Juru taktik 60 tahun itu jadi pelatih berpaspor asing ketiga setelah Ichiro Fujita dan Timo Scheunemann. Dengan portfolio menjanjikan sebagai pelatih sepak bola wanita, Mochizuki diberi ekspektasi tinggi.
PSSI memaparkan proyeksi lolos ke Piala Dunia Wanita 2035. Meski kontrak Mochizuki berdurasi dua tahun, target menapak piala dunia sudah dijabarkan walaupun terpaut 11 tahun dari sekarang.
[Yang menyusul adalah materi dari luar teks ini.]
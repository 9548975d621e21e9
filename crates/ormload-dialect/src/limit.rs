//! Row selection and LIMIT/OFFSET rewriting.
//!
//! A [`LimitHandler`] rewrites a finished SELECT for pagination and reports
//! the values that must be bound for the placeholders it introduced, either
//! before all other parameters or after them.

use serde::{Deserialize, Serialize};

/// Pagination and statement options requested for one execution.
#[derive(Debug, Clone, Default, PartialEq, Eq, Serialize, Deserialize)]
pub struct RowSelection {
    /// Zero-based index of the first row to return.
    pub first_row: Option<u32>,
    /// Maximum number of rows to return.
    pub max_rows: Option<u32>,
    /// Driver fetch size hint.
    pub fetch_size: Option<u32>,
    /// Statement timeout in seconds.
    pub timeout: Option<u32>,
}

impl RowSelection {
    /// Select at most `max_rows` rows.
    pub fn limit(max_rows: u32) -> Self {
        Self {
            max_rows: Some(max_rows),
            ..Default::default()
        }
    }

    /// Select `max_rows` rows starting at `first_row`.
    pub fn page(first_row: u32, max_rows: u32) -> Self {
        Self {
            first_row: Some(first_row),
            max_rows: Some(max_rows),
            ..Default::default()
        }
    }

    /// Set the fetch size hint.
    pub fn with_fetch_size(mut self, fetch_size: u32) -> Self {
        self.fetch_size = Some(fetch_size);
        self
    }

    /// Set the statement timeout in seconds.
    pub fn with_timeout(mut self, seconds: u32) -> Self {
        self.timeout = Some(seconds);
        self
    }
}

/// Whether a positive row limit was requested.
pub fn has_max_rows(selection: Option<&RowSelection>) -> bool {
    selection
        .and_then(|s| s.max_rows)
        .map(|max| max > 0)
        .unwrap_or(false)
}

/// The requested first row, zero when none.
pub fn first_row(selection: Option<&RowSelection>) -> u32 {
    selection.and_then(|s| s.first_row).unwrap_or(0)
}

/// Whether rows must be skipped before the first returned row.
pub fn has_first_row(selection: Option<&RowSelection>) -> bool {
    first_row(selection) > 0
}

/// Whether the handler should rewrite SQL for this selection.
pub fn use_limit(handler: &LimitHandler, selection: Option<&RowSelection>) -> bool {
    handler.supports_limit() && has_max_rows(selection)
}

/// The SQL shape a dialect uses for pagination.
#[derive(Debug, Clone, Copy, PartialEq, Eq, Serialize, Deserialize)]
#[serde(rename_all = "snake_case")]
pub enum LimitStyle {
    /// No native support; rows are skipped on the cursor.
    None,
    /// `... limit ? offset ?`
    LimitOffset,
    /// `... limit ?, ?` with the offset first.
    LimitCommaOffset,
    /// `... offset ? rows fetch next ? rows only`
    OffsetFetch,
    /// `select first ? skip ? ...`, bound before other parameters.
    FirstSkip,
    /// `select top ? ...`, bound before other parameters, no offset support.
    Top,
    /// Oracle `rownum` wrapping.
    RowNum,
}

/// Pagination strategy for one dialect.
#[derive(Debug, Clone, Copy, PartialEq, Eq)]
pub struct LimitHandler {
    style: LimitStyle,
}

impl LimitHandler {
    /// Create a handler for the given style.
    pub const fn new(style: LimitStyle) -> Self {
        Self { style }
    }

    /// A handler that never rewrites SQL.
    pub const fn noop() -> Self {
        Self::new(LimitStyle::None)
    }

    /// The pagination style.
    pub fn style(&self) -> LimitStyle {
        self.style
    }

    /// Whether the SQL can be rewritten with a row limit at all.
    pub fn supports_limit(&self) -> bool {
        self.style != LimitStyle::None
    }

    /// Whether the rewritten SQL can skip rows itself.
    pub fn supports_limit_offset(&self) -> bool {
        !matches!(self.style, LimitStyle::None | LimitStyle::Top)
    }

    /// Whether the limit values are bound before every other parameter.
    pub fn bind_limit_parameters_first(&self) -> bool {
        matches!(self.style, LimitStyle::FirstSkip | LimitStyle::Top)
    }

    /// Whether the limit value is bound before the offset value.
    fn bind_in_reverse_order(&self) -> bool {
        matches!(
            self.style,
            LimitStyle::LimitOffset | LimitStyle::FirstSkip | LimitStyle::RowNum
        )
    }

    /// Whether the bound limit is the last row number rather than a count.
    fn use_max_for_limit(&self) -> bool {
        matches!(self.style, LimitStyle::RowNum | LimitStyle::Top)
    }

    /// Rewrite the SQL for the selection.
    ///
    /// Callers only invoke this when [`use_limit`] holds; otherwise the SQL
    /// is returned unchanged.
    pub fn process_sql(&self, sql: &str, selection: Option<&RowSelection>) -> String {
        if !use_limit(self, selection) {
            return sql.to_string();
        }
        let has_offset = self.supports_limit_offset() && has_first_row(selection);
        // Trailing lock clauses must follow the pagination clause.
        let (body, lock) = split_lock_clause(sql);

        match self.style {
            LimitStyle::None => sql.to_string(),
            LimitStyle::LimitOffset => {
                let clause = if has_offset { " limit ? offset ?" } else { " limit ?" };
                format!("{body}{clause}{lock}")
            }
            LimitStyle::LimitCommaOffset => {
                let clause = if has_offset { " limit ?, ?" } else { " limit ?" };
                format!("{body}{clause}{lock}")
            }
            LimitStyle::OffsetFetch => {
                let clause = if has_offset {
                    " offset ? rows fetch next ? rows only"
                } else {
                    " fetch first ? rows only"
                };
                format!("{body}{clause}{lock}")
            }
            LimitStyle::FirstSkip => {
                let clause = if has_offset { " first ? skip ?" } else { " first ?" };
                insert_after_select(sql, clause, false)
            }
            LimitStyle::Top => insert_after_select(sql, " top ?", true),
            LimitStyle::RowNum => {
                let wrapped = if has_offset {
                    format!(
                        "select * from ( select row_.*, rownum rownum_ from ( {body} ) row_ where rownum <= ?) where rownum_ > ?"
                    )
                } else {
                    format!("select * from ( {body} ) where rownum <= ?")
                };
                format!("{wrapped}{lock}")
            }
        }
    }

    /// Limit values in the order their placeholders appear.
    pub fn limit_parameters(&self, selection: Option<&RowSelection>) -> Vec<i64> {
        if !use_limit(self, selection) {
            return Vec::new();
        }
        let first = i64::from(first_row(selection));
        let max = i64::from(selection.and_then(|s| s.max_rows).unwrap_or(0));
        let last = if self.use_max_for_limit() { first + max } else { max };
        let has_offset = self.supports_limit_offset() && first > 0;

        if !has_offset {
            vec![last]
        } else if self.bind_in_reverse_order() {
            vec![last, first]
        } else {
            vec![first, last]
        }
    }

    /// Values to bind before all other parameters.
    pub fn parameters_at_start_of_query(&self, selection: Option<&RowSelection>) -> Vec<i64> {
        if self.bind_limit_parameters_first() {
            self.limit_parameters(selection)
        } else {
            Vec::new()
        }
    }

    /// Values to bind after all other parameters.
    pub fn parameters_at_end_of_query(&self, selection: Option<&RowSelection>) -> Vec<i64> {
        if self.bind_limit_parameters_first() {
            Vec::new()
        } else {
            self.limit_parameters(selection)
        }
    }

    /// Driver-level max rows to set on the statement, if any.
    ///
    /// Only the no-op handler caps rows this way; it has to cover the rows
    /// skipped on the cursor too.
    pub fn statement_max_rows(&self, selection: Option<&RowSelection>) -> Option<u32> {
        if self.supports_limit() || !has_max_rows(selection) {
            return None;
        }
        let max = selection.and_then(|s| s.max_rows).unwrap_or(0);
        Some(max.saturating_add(first_row(selection)))
    }
}

impl Default for LimitHandler {
    fn default() -> Self {
        Self::noop()
    }
}

fn insert_after_select(sql: &str, clause: &str, after_distinct: bool) -> String {
    let lower = sql.to_ascii_lowercase();
    let Some(select_at) = lower.find("select") else {
        return sql.to_string();
    };
    let mut insert_at = select_at + "select".len();
    if after_distinct && lower[insert_at..].trim_start().starts_with("distinct") {
        let skipped = lower[insert_at..].len() - lower[insert_at..].trim_start().len();
        insert_at += skipped + "distinct".len();
    }
    format!("{}{}{}", &sql[..insert_at], clause, &sql[insert_at..])
}

const LOCK_CLAUSES: [&str; 3] = [" for update", " for share", " lock in share mode"];

fn split_lock_clause(sql: &str) -> (&str, &str) {
    let lower = sql.to_ascii_lowercase();
    let at = LOCK_CLAUSES
        .iter()
        .filter_map(|clause| lower.rfind(clause))
        .min();
    match at {
        Some(at) => (&sql[..at], &sql[at..]),
        None => (sql, ""),
    }
}
//! Returns, references and fetches of a load plan.

use super::strategy::FetchStrategy;

/// An entity reached by a return or a fetch.
#[derive(Debug, Clone, PartialEq, Eq)]
pub struct EntityReference {
    pub space_uid: String,
    pub entity: String,
    /// Composite space of an identifier with key associations.
    pub identifier_space_uid: Option<String>,
    /// Fetches of key associations, walked before `fetches`.
    pub identifier_fetches: Vec<Fetch>,
    pub fetches: Vec<Fetch>,
}

impl EntityReference {
    pub fn new(space_uid: impl Into<String>, entity: impl Into<String>) -> Self {
        Self {
            space_uid: space_uid.into(),
            entity: entity.into(),
            identifier_space_uid: None,
            identifier_fetches: Vec::new(),
            fetches: Vec::new(),
        }
    }
}

/// A collection reached by a return or a fetch.
#[derive(Debug, Clone, PartialEq, Eq)]
pub struct CollectionReference {
    pub space_uid: String,
    pub role: String,
    /// Element graph of an entity-valued collection.
    pub element: Option<EntityReference>,
    /// Entity keying a map. Its own associations are not expanded.
    pub index: Option<EntityReference>,
}

/// To-one association folded into the statement.
#[derive(Debug, Clone, PartialEq, Eq)]
pub struct EntityFetch {
    pub property: String,
    pub strategy: FetchStrategy,
    pub one_to_one: bool,
    pub reference: EntityReference,
}

/// Association pointing back at an entity already in the graph.
#[derive(Debug, Clone, PartialEq, Eq)]
pub struct BidirectionalEntityFetch {
    pub property: String,
    pub strategy: FetchStrategy,
    pub entity: String,
    /// Space of the fetch source that first reached the association.
    pub target_space_uid: String,
}

/// Collection folded into the statement.
#[derive(Debug, Clone, PartialEq, Eq)]
pub struct CollectionFetch {
    pub property: String,
    pub strategy: FetchStrategy,
    pub reference: CollectionReference,
}

/// Embedded component whose members hold associations.
#[derive(Debug, Clone, PartialEq, Eq)]
pub struct CompositeFetch {
    pub property: String,
    pub space_uid: String,
    pub fetches: Vec<Fetch>,
}

/// Any-type association.
#[derive(Debug, Clone, PartialEq, Eq)]
pub struct AnyFetch {
    pub property: String,
    pub strategy: FetchStrategy,
}

/// Target of an association loaded outside the statement.
#[derive(Debug, Clone, PartialEq, Eq)]
pub enum DeferredTarget {
    Entity(String),
    Collection(String),
}

/// Association loaded by a later select.
#[derive(Debug, Clone, PartialEq, Eq)]
pub struct DeferredFetch {
    pub property: String,
    pub strategy: FetchStrategy,
    pub target: DeferredTarget,
}

/// A non-root association of a load plan.
#[derive(Debug, Clone, PartialEq, Eq)]
pub enum Fetch {
    Entity(EntityFetch),
    BidirectionalEntity(BidirectionalEntityFetch),
    Collection(CollectionFetch),
    Composite(CompositeFetch),
    Any(AnyFetch),
    Deferred(DeferredFetch),
}

impl Fetch {
    /// Property path relative to the return.
    pub fn property(&self) -> &str {
        match self {
            Fetch::Entity(f) => &f.property,
            Fetch::BidirectionalEntity(f) => &f.property,
            Fetch::Collection(f) => &f.property,
            Fetch::Composite(f) => &f.property,
            Fetch::Any(f) => &f.property,
            Fetch::Deferred(f) => &f.property,
        }
    }

    /// Strategy of the fetch. Composite fetches follow their owner.
    pub fn strategy(&self) -> FetchStrategy {
        match self {
            Fetch::Entity(f) => f.strategy,
            Fetch::BidirectionalEntity(f) => f.strategy,
            Fetch::Collection(f) => f.strategy,
            Fetch::Composite(_) => FetchStrategy::IMMEDIATE_JOIN,
            Fetch::Any(f) => f.strategy,
            Fetch::Deferred(f) => f.strategy,
        }
    }
}

/// A root of a load plan.
#[derive(Debug, Clone, PartialEq, Eq)]
pub enum Return {
    Entity(EntityReference),
    Collection(CollectionReference),
}

impl Return {
    pub fn space_uid(&self) -> &str {
        match self {
            Return::Entity(r) => &r.space_uid,
            Return::Collection(r) => &r.space_uid,
        }
    }
}
//! SQL produced for entity and collection load plans across dialects.

use ormload_core::dialect::{Dialect, LockMode, LockOptions};
use ormload_core::mapping::{
    AssociationDef, CollectionSemantics, ElementDef, EnabledFilter, FilterDef, FilterMapping, IdentifierDef,
    IndexDef, KeyAssociationDef, PropertyDef, SubclassDef,
};
use ormload_core::plan::FetchStyle;
use ormload_core::{
    CollectionPersister, EntityPersister, Error, LoadPlanBuilder, LoadQueryDetails, LoadQueryInfluencers,
    LoaderSettings, MappingRegistry, QueryBuildingParameters, ValueType,
};

fn shop_registry(dialect: Dialect) -> MappingRegistry {
    shop_registry_with(dialect, LoaderSettings::new())
}

fn shop_registry_with(dialect: Dialect, settings: LoaderSettings) -> MappingRegistry {
    MappingRegistry::builder(dialect)
        .with_settings(settings)
        .with_filter(FilterDef::new("active").with_parameter("flag", ValueType::Boolean))
        .with_entity(
            EntityPersister::new("Customer", "customers", IdentifierDef::new("id", "id", ValueType::Long))
                .with_property(PropertyDef::basic("name", "name", ValueType::String))
                .with_property(PropertyDef::collection("orders", "Customer.orders"))
                .with_property(PropertyDef::collection("groups", "Customer.groups"))
                .with_subclass(SubclassDef {
                    name: "Business".into(),
                    table: "businesses".into(),
                    key_columns: vec!["customer_id".into()],
                    properties: vec![PropertyDef::basic("vat", "vat_number", ValueType::String)],
                }),
        )
        .with_entity(
            EntityPersister::new("Order", "orders", IdentifierDef::new("id", "id", ValueType::Long))
                .with_property(PropertyDef::basic("total", "total", ValueType::Double))
                .with_property(PropertyDef::many_to_one(
                    "customer",
                    AssociationDef::new("Customer", vec!["customer_id".into()]),
                ))
                .with_where("deleted = 0"),
        )
        .with_entity(
            EntityPersister::new("Group", "groups", IdentifierDef::new("id", "id", ValueType::Long))
                .with_property(PropertyDef::basic("label", "label", ValueType::String)),
        )
        .with_collection(
            CollectionPersister::new(
                "Customer.orders",
                "Customer",
                vec!["customer_id".into()],
                ElementDef::OneToMany {
                    entity: "Order".into(),
                    columns: Vec::new(),
                },
            )
            .with_semantics(CollectionSemantics::Set)
            .with_order_by("total desc"),
        )
        .with_collection(
            CollectionPersister::new(
                "Customer.groups",
                "Customer",
                vec!["customer_id".into()],
                ElementDef::ManyToMany {
                    entity: "Group".into(),
                    columns: vec!["group_id".into()],
                },
            )
            .with_table("customer_groups")
            .with_semantics(CollectionSemantics::Set)
            .with_many_to_many_filter(FilterMapping::new("active", "active = :flag")),
        )
        .build()
        .unwrap()
}

fn entity_sql(registry: &MappingRegistry, entity: &str, fetches: &[&str], params: &QueryBuildingParameters) -> String {
    let plan = fetches
        .iter()
        .fold(LoadPlanBuilder::new(registry), |builder, path| builder.with_fetch(*path))
        .entity_load_plan(entity)
        .unwrap();
    LoadQueryDetails::for_entity(&plan, params, registry)
        .unwrap()
        .sql()
        .to_string()
}

fn active_groups() -> LoadQueryInfluencers {
    let filter = EnabledFilter::new(FilterDef::new("active").with_parameter("flag", ValueType::Boolean))
        .with_parameter("flag", true);
    LoadQueryInfluencers::new().with_filter(filter)
}

#[test]
fn test_subclass_tables_and_discriminator() {
    let registry = shop_registry(Dialect::ansi());
    let sql = entity_sql(&registry, "Customer", &[], &QueryBuildingParameters::new());
    assert!(
        sql.contains(
            " from customers customer0_ left outer join businesses customer0_1_ on customer0_.id=customer0_1_.customer_id"
        ),
        "{sql}"
    );
    assert!(sql.contains("customer0_1_.vat_number as vat_number3_0_"), "{sql}");
    assert!(
        sql.contains("case when customer0_1_.customer_id is not null then 1 when customer0_.id is not null then 0 end"),
        "{sql}"
    );
    assert!(sql.ends_with("where customer0_.id = ?"), "{sql}");
}

#[test]
fn test_join_fetched_collection_and_element_restrictions() {
    let registry = shop_registry(Dialect::ansi());
    let sql = entity_sql(&registry, "Customer", &["orders"], &QueryBuildingParameters::new());
    assert!(sql.contains(" left outer join orders "), "{sql}");
    assert!(sql.contains("customer0_.id="), "{sql}");
    assert!(sql.contains(".deleted = 0"), "{sql}");
    assert!(sql.contains(" order by "), "{sql}");
    assert!(sql.contains(".total desc"), "{sql}");
}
Tak ada yang salah dari angan-angan lolos ke Piala Dunia. Namun mimpi yang tinggi harus dibarengi dengan fondasi yang jelas. Pijakan dasarnya adalah kompetisi, dan itu yang tengah hilang dari sepak bola wanita Indonesia saat ini.
Padahal sepak bola wanita punya sejarah panjang sejak Timnas Putri Indonesia didirikan pada 1975. Beberapa turnamen internasional tingkat Asia dan Asia Tenggara juga sering diikuti.
Kompetisi wanita yang tercatat juga punya sejarah panjang sejak Liga Sepak Bola Wanita (Galanita) mentas pada 1980-an lalu medio 2000-an melalui Liga Perkasa dan Piala Pertiwi. Tapi, turnamen-turnamen itu tidak berjalan reguler setiap tahun dan diisi oleh tim-tim bentukan daerah untuk penjajakan Pekan Olahraga Nasional (PON).
Kemudian Liga 1 Putri 2019 diperkenalkan dengan 10 klub peserta yang didominasi dari Pulau Jawa. Itu adalah terakhir kali kompetisi sepak bola tingkat tinggi bergulir hingga kini. Musim 2020 dan 2021 batal digelar karena pandemi Covid-19. Lalu hingga kini tak kunjung nampak tanda-tanda bakal kembali berjalan.
Dengan absennya liga wanita sampai saat ini, tugas PSSI bakal semakin berat. Hal tersebut sudah terlihat dari cara Mochizuki mencari pemain di sekujur pelosok Indonesia dari akademi ke akademi dan dari daerah ke daerah. Ini pula yang membuat Mochizuki jarang terlihat wara-wiri di ruangan kantor yang diberikan PSSI.
Ruangannya berada tepat di sebelah titik kumpul para jurnalis yang biasa meliput sepak bola nasional. Dan saban hari pewarta kebetulan berada di tempat untuk beraktivitas, Mochizuki nyaris tak pernah nampak batang hidungnya.